REQUIRED WORK: Find the lines below that contain "derive" and tally them. Return only the total.

Source data:
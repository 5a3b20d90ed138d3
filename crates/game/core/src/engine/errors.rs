//! Error types for the action execution pipeline.

use crate::action::ActionError;
use crate::error::{ErrorSeverity, GameError};

/// Identifies which stage of the transition pipeline produced an error.
#[derive(Clone, Copy, Debug, PartialEq, Eq, Hash)]
#[cfg_attr(feature = "serde", derive(serde::Serialize, serde::Deserialize))]
pub enum TransitionPhase {
    /// Capability and precondition checks on the untouched state.
    PreValidate,
    Apply,
    PostValidate,
}

impl TransitionPhase {
    pub fn as_str(&self) -> &'static str {
        match self {
            TransitionPhase::PreValidate => "pre_validate",
            TransitionPhase::Apply => "apply",
            TransitionPhase::PostValidate => "post_validate",
        }
    }
}

/// Associates a transition phase with the underlying error.
#[derive(Clone, Debug, PartialEq, Eq)]
pub struct TransitionPhaseError<E> {
    pub phase: TransitionPhase,
    pub error: E,
}

impl<E> TransitionPhaseError<E> {
    pub fn new(phase: TransitionPhase, error: E) -> Self {
        Self { phase, error }
    }
}

impl<E: std::fmt::Display> std::fmt::Display for TransitionPhaseError<E> {
    fn fmt(&self, f: &mut std::fmt::Formatter<'_>) -> std::fmt::Result {
        write!(f, "{} failed: {}", self.phase.as_str(), self.error)
    }
}

impl<E: std::fmt::Display + std::fmt::Debug> std::error::Error for TransitionPhaseError<E> {}

/// Errors surfaced while executing an action through the game engine.
///
/// One variant per action kind, so callers know which request was refused
/// without carrying the action around.
#[derive(Clone, Debug, PartialEq, Eq, thiserror::Error)]
pub enum ExecuteError {
    #[error("create or update boss failed: {0}")]
    CreateOrUpdateBoss(TransitionPhaseError<ActionError>),

    #[error("create character failed: {0}")]
    CreateCharacter(TransitionPhaseError<ActionError>),

    #[error("grant experience failed: {0}")]
    GrantExperience(TransitionPhaseError<ActionError>),

    #[error("attack failed: {0}")]
    Attack(TransitionPhaseError<ActionError>),

    #[error("heal failed: {0}")]
    Heal(TransitionPhaseError<ActionError>),

    #[error("claim rewards failed: {0}")]
    ClaimRewards(TransitionPhaseError<ActionError>),

    #[error("transfer operator failed: {0}")]
    TransferOperator(TransitionPhaseError<ActionError>),
}

impl ExecuteError {
    fn inner(&self) -> &TransitionPhaseError<ActionError> {
        match self {
            ExecuteError::CreateOrUpdateBoss(inner)
            | ExecuteError::CreateCharacter(inner)
            | ExecuteError::GrantExperience(inner)
            | ExecuteError::Attack(inner)
            | ExecuteError::Heal(inner)
            | ExecuteError::ClaimRewards(inner)
            | ExecuteError::TransferOperator(inner) => inner,
        }
    }

    /// The rejection reason.
    pub fn error(&self) -> &ActionError {
        &self.inner().error
    }

    pub fn phase(&self) -> TransitionPhase {
        self.inner().phase
    }

    /// Consumes the wrapper and returns the rejection reason.
    pub fn into_error(self) -> ActionError {
        match self {
            ExecuteError::CreateOrUpdateBoss(inner)
            | ExecuteError::CreateCharacter(inner)
            | ExecuteError::GrantExperience(inner)
            | ExecuteError::Attack(inner)
            | ExecuteError::Heal(inner)
            | ExecuteError::ClaimRewards(inner)
            | ExecuteError::TransferOperator(inner) => inner.error,
        }
    }
}

impl GameError for ExecuteError {
    fn severity(&self) -> ErrorSeverity {
        self.error().severity()
    }

    fn error_code(&self) -> &'static str {
        self.error().error_code()
    }
}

SOLUTION TO THIS TASK: 4